Im Salzburger Mirabellgarten ist es in den vergangenen Wochen zu einem deutlichen Schwund der vom deutschen Künstler Ottmar Hörl ausgestellten goldfarbenen Mozart‑Figuren gekommen. Ursprünglich waren 230 Kunststoffskulpturen seit dem 15. Juli zu sehen; nach Angaben aus Künstlerkreisen und der Landespolizei dürften inzwischen rund die Hälfte der Figuren fehlen. Der Künstler hat daraufhin Anzeige bei der Salzburger Polizei erstattet.
Anzeige, Schadenshöhe und Reaktion
Nach Angaben in der Berichterstattung berechnet der Künstler den Verlust aktuell mit einem Schaden von mehr als 10.000 Euro. Die verbleibenden Mini‑Mozarts wurden dichter gruppiert, um weiteren Verlusten vorzubeugen. Der Mirabellgarten werde zwar nachts verschlossen, jedoch nicht bewacht. Hörl hatte laut seinen Angaben vorab mit einem gewissen Schwund gerechnet, nicht aber mit einem derartigen Ausmaß.
„Es ist kein Kavaliersdelikt und bleibt ein Diebstahl.“
Ein Polizeisprecher bestätigte, dass bereits am 27. Juli eine Anzeige eingebracht worden sei. Er gehe von zahlreichen Tätern aus, da vermutlich viele Diebe nur eine oder zwei Figuren mitgenommen hätten. Die Polizei rät, beobachtete Straftaten zur Anzeige zu bringen und Hinweise zu melden.
Kennzeichnung und Verkauf nach Ausstellung
Laut Hörl war geplant, die Figuren nach Ende der Ausstellung zum Preis von 90 Euro pro Stück zu veräußern. Aus Sicherheitsgründen sind die Exemplare mit drei Schraublöchern markiert, die erst beim Verkauf verschlossen werden sollten. Bleiben diese Kennzeichnungen offen und fehlt die Signatur, gelten die Stücke als entwendet — ein Hinweis, den Käuferinnen und Käufer beachten sollten.

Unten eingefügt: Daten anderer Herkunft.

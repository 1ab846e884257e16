use async_trait::async_trait;
use redis::{AsyncCommands, RedisError, aio::ConnectionManager};
use std::{collections::HashMap, sync::Arc};
use tokio::sync::RwLock;

const HEALTH_KEY: &str = "health";
const HEALTH_VALUE: &str = "ok";

/// CacheService
///
/// The secondary key/value store. Only liveness data lives here; no business data
/// is cached. Named after the storage seam so tests can swap in `MockCache`.
#[async_trait]
pub trait CacheService: Send + Sync {
    async fn set(&self, key: &str, value: &str) -> Result<(), String>;

    async fn get(&self, key: &str) -> Result<Option<String>, String>;

    /// probe
    ///
    /// Writes `health = ok` and reads it back. Used by `GET /health`.
    async fn probe(&self) -> Result<String, String> {
        self.set(HEALTH_KEY, HEALTH_VALUE).await?;
        self.get(HEALTH_KEY)
            .await?
            .ok_or_else(|| "health key vanished after write".to_string())
    }
}

/// RedisCache
///
/// Backed by a `ConnectionManager`, which multiplexes one connection and reconnects
/// transparently. Cloning is cheap and shares that connection.
#[derive(Clone)]
pub struct RedisCache {
    conn: ConnectionManager,
}

impl RedisCache {
    pub async fn connect(url: &str) -> Result<Self, RedisError> {
        let client = redis::Client::open(url)?;
        let conn = client.get_connection_manager().await?;
        Ok(Self { conn })
    }
}

#[async_trait]
impl CacheService for RedisCache {
    async fn set(&self, key: &str, value: &str) -> Result<(), String> {
        let mut conn = self.conn.clone();
        conn.set::<_, _, ()>(key, value)
            .await
            .map_err(|e| e.to_string())
    }

    async fn get(&self, key: &str) -> Result<Option<String>, String> {
        let mut conn = self.conn.clone();
        conn.get::<_, Option<String>>(key)
            .await
            .map_err(|e| e.to_string())
    }
}

/// MockCache
///
/// In-memory stand-in used by the test suites.
#[derive(Clone, Default)]
pub struct MockCache {
    entries: Arc<RwLock<HashMap<String, String>>>,
    /// When true, every operation fails as if the server were unreachable.
    pub should_fail: bool,
}

impl MockCache {
    pub fn new() -> Self {
        Self::default()
    }

    pub fn new_failing() -> Self {
        Self {
            should_fail: true,
            ..Self::default()
        }
    }
}

#[async_trait]
impl CacheService for MockCache {
    async fn set(&self, key: &str, value: &str) -> Result<(), String> {
        if self.should_fail {
            return Err("Mock Cache Error: connection refused".to_string());
        }
        self.entries
            .write()
            .await
            .insert(key.to_string(), value.to_string());
        Ok(())
    }

    async fn get(&self, key: &str) -> Result<Option<String>, String> {
        if self.should_fail {
            return Err("Mock Cache Error: connection refused".to_string());
        }
        Ok(self.entries.read().await.get(key).cloned())
    }
}

/// CacheState
///
/// The shared handle stored in `AppState`.
pub type CacheState = Arc<dyn CacheService>;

- Ursprüngliche Anzahl: 230 Figuren
- Vermuteter Verlust: rund die Hälfte
- Geschätzter Schaden: über 10.000 Euro
- Geplanter Verkaufspreis: 90 Euro pro Figur
Konkrete Folgen für Besucher und Stadt
Für Besucherinnen und Besucher bedeutet der Diebstahl nicht nur einen Verlust an kultureller Inszenierung, sondern birgt auch rechtliche Fragen beim späteren Erwerb einzelner Figuren. Käuferinnen und Käufer sollten vor einem Erwerb die beschriebenen Merkmale prüfen, um nicht unbeabsichtigt gestohlene Ware zu erwerben. Für die Stadt und Veranstalter stellt sich die Frage, ob Abendschließung allein als Schutzmaßnahme ausreicht oder ob künftig zusätzliche Kontrollen oder eine temporäre Bewachung nötig werden, insbesondere bei offenen Ausstellungsflächen mit kleinformatigen, entfernbaren Objekten.
Die Anzeige dient nach Angaben des Künstlers auch der Dokumentation gegenüber dem Finanzamt, damit der spätere Verkauf nicht in den Verdacht eines Schwarzhandels gerät. Die Polizei ruft Zeugen dazu auf, Beobachtungen zu melden und mögliche Hinweise zu den verschwundenen Figuren weiterzugeben.
| Fakt | Angabe |
|---|---|
| Anzahl ausgestellter Figuren | 230 |
| Vermuteter Diebstahlumfang | rund 50% |
| Geschätzter Schaden | über 10.000 Euro |
| Preis pro Figur (geplant) | 90 Euro |
Die Ermittlungen laufen. Wer Hinweise zum Verbleib der Figuren geben kann, wird gebeten, sich bei der Salzburger Polizei zu melden.